WORK INSTRUCTIONS: Filter the records for "break" and keep each line that has it.
RECORDS TO PROCESS Start Marker
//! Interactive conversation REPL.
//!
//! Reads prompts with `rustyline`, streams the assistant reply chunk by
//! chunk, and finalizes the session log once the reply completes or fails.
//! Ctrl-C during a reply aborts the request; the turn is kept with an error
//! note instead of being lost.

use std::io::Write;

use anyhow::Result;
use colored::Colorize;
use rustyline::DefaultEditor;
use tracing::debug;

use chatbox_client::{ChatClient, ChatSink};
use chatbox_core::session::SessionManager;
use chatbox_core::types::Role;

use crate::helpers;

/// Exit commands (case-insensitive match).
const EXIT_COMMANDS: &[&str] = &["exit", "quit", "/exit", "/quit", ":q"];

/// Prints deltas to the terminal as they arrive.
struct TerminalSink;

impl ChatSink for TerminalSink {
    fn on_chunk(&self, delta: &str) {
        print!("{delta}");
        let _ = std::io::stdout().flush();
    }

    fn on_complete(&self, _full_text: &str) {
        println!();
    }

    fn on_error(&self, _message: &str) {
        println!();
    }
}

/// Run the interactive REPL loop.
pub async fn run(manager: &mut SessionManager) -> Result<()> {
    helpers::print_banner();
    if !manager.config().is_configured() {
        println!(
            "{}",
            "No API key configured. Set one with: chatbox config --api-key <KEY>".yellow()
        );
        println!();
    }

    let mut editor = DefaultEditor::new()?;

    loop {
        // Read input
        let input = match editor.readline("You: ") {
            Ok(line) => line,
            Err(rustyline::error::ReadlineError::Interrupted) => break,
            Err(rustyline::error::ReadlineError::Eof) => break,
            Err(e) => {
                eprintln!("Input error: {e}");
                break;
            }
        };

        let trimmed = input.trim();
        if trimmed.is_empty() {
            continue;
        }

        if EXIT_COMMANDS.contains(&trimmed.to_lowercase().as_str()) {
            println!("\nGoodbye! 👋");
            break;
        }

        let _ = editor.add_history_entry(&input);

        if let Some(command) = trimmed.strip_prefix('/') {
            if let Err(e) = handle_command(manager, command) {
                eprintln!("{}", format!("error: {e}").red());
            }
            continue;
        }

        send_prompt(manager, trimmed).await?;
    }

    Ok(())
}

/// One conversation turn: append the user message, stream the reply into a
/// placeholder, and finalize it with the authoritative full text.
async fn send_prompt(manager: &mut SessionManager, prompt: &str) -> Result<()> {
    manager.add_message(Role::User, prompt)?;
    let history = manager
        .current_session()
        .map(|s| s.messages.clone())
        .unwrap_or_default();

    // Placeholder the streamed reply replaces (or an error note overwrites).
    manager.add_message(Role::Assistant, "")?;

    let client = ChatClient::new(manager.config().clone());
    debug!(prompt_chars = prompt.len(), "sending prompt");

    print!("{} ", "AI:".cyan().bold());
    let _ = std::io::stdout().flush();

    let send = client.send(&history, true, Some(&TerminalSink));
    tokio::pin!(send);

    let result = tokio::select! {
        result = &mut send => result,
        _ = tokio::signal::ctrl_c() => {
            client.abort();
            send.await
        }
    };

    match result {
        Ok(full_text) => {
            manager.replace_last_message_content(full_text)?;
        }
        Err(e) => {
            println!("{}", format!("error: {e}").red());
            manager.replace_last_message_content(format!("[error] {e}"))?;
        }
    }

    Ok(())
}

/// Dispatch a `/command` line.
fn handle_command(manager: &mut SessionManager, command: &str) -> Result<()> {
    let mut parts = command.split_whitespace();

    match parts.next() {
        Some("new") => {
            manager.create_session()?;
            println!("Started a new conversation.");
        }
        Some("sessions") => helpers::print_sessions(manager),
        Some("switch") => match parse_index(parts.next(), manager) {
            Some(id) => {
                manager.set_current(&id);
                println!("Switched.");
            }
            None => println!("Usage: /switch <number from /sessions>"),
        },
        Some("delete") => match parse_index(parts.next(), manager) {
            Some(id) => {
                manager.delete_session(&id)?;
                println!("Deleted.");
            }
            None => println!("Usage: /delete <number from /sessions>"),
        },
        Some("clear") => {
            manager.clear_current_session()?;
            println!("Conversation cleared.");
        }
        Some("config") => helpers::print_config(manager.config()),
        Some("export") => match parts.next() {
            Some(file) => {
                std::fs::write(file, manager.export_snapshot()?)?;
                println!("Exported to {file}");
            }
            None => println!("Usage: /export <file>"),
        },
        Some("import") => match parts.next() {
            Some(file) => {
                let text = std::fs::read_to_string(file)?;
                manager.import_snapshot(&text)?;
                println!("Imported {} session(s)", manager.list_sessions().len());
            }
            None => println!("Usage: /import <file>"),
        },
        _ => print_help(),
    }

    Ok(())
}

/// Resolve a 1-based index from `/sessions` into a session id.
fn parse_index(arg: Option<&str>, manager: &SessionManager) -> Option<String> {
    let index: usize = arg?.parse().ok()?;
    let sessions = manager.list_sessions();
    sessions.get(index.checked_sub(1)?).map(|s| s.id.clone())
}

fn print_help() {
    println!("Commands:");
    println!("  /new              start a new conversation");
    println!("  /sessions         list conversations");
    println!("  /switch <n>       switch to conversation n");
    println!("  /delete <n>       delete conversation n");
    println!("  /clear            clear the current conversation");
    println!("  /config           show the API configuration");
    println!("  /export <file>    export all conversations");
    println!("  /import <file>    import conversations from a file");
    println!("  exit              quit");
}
RECORDS TO PROCESS End Marker
RECORDS TO PROCESS Start Marker
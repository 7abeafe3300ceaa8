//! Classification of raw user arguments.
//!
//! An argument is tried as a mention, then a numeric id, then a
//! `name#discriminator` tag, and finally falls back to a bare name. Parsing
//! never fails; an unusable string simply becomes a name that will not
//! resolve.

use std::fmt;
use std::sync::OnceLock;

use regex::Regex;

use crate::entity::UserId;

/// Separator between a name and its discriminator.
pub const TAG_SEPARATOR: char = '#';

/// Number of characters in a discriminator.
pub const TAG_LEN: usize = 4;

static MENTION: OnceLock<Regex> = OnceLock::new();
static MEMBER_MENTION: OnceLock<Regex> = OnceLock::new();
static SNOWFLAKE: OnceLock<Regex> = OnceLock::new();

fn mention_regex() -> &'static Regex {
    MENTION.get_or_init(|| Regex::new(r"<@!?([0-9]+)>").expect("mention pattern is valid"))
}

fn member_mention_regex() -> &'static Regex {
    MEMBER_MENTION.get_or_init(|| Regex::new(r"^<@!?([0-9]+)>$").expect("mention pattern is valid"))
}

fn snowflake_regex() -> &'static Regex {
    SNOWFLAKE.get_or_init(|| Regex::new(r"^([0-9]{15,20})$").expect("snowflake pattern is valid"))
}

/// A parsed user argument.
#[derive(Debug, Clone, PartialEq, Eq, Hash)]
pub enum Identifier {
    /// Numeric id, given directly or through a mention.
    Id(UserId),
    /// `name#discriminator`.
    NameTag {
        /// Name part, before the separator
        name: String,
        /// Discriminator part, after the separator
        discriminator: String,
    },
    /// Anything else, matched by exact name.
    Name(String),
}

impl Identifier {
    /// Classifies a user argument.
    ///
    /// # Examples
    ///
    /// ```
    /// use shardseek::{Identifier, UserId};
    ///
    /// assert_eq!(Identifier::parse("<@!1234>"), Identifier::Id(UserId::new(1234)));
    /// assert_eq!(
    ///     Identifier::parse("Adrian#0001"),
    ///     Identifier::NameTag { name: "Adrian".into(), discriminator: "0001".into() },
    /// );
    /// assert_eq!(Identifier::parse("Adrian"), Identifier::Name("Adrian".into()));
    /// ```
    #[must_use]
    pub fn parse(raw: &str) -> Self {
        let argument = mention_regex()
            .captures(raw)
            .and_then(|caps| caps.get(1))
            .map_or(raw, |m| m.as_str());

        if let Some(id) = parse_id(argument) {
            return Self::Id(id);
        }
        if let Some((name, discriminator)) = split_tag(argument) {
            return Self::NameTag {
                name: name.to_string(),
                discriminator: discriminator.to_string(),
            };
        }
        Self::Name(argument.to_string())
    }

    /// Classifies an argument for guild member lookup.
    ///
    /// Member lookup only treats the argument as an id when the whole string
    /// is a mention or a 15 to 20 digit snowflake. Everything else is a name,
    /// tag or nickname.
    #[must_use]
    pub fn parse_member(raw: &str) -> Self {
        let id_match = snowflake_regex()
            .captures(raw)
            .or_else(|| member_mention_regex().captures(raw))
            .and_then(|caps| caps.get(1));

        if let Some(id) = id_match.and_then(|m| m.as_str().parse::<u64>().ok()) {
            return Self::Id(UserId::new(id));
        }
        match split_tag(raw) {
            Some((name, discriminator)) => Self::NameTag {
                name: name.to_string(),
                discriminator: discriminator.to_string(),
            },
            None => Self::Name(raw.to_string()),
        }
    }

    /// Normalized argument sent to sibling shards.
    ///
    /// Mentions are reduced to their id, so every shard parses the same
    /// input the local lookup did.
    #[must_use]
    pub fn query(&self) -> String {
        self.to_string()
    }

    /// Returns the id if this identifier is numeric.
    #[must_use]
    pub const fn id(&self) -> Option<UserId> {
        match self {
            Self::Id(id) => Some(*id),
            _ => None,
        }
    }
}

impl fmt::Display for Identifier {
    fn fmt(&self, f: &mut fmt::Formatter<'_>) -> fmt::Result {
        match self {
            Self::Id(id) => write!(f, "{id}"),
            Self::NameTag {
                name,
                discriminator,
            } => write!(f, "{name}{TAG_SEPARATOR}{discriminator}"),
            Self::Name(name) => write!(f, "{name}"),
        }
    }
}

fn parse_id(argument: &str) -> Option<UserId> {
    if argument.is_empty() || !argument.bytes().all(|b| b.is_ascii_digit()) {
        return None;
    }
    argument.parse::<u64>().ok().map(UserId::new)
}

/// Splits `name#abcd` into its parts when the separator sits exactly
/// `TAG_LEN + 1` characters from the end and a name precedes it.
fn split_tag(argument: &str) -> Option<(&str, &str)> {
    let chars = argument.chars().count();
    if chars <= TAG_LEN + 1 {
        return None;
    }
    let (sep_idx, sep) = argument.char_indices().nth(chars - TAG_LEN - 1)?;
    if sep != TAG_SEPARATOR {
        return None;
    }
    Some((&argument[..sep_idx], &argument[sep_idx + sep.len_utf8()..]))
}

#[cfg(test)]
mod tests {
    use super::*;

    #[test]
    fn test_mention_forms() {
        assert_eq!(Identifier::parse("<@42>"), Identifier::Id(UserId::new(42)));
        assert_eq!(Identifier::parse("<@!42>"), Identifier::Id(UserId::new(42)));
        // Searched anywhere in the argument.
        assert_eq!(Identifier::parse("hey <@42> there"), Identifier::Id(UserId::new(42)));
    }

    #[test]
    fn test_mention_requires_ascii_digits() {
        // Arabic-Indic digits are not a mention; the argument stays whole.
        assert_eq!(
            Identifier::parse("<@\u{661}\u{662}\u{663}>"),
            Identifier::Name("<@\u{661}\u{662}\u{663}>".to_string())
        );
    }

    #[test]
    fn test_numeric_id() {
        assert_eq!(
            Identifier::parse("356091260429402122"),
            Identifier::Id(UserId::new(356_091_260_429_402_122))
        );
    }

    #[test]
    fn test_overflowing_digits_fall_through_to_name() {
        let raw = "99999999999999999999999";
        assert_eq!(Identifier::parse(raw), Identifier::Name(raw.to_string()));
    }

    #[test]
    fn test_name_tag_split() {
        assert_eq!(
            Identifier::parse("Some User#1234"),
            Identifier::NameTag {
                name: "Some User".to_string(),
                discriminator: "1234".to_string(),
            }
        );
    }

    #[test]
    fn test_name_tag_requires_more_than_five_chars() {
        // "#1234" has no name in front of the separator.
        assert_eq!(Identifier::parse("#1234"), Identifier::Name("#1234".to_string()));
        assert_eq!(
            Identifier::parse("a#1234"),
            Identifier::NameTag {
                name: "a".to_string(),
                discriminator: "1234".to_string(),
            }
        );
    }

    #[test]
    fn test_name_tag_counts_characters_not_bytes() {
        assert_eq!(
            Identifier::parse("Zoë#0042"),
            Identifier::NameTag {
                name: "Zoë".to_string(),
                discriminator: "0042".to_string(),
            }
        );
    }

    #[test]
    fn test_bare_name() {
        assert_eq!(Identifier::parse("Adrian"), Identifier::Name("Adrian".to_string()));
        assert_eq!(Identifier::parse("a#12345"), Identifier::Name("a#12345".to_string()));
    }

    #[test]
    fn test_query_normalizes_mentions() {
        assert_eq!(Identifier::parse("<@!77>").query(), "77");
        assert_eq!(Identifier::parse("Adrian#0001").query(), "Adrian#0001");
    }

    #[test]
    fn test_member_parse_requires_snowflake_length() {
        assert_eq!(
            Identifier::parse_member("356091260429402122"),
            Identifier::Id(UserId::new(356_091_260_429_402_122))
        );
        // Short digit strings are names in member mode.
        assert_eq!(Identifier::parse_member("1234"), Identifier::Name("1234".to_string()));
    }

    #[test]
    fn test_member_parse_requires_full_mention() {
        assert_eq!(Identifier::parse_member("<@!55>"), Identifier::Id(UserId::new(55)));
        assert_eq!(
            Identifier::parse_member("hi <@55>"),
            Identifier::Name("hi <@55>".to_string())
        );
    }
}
RECORDS TO PROCESS End Marker
PROBLEM SOLUTION:
            Err(rustyline::error::ReadlineError::Interrupted) => break,
            Err(rustyline::error::ReadlineError::Eof) => break,
                break;
            break;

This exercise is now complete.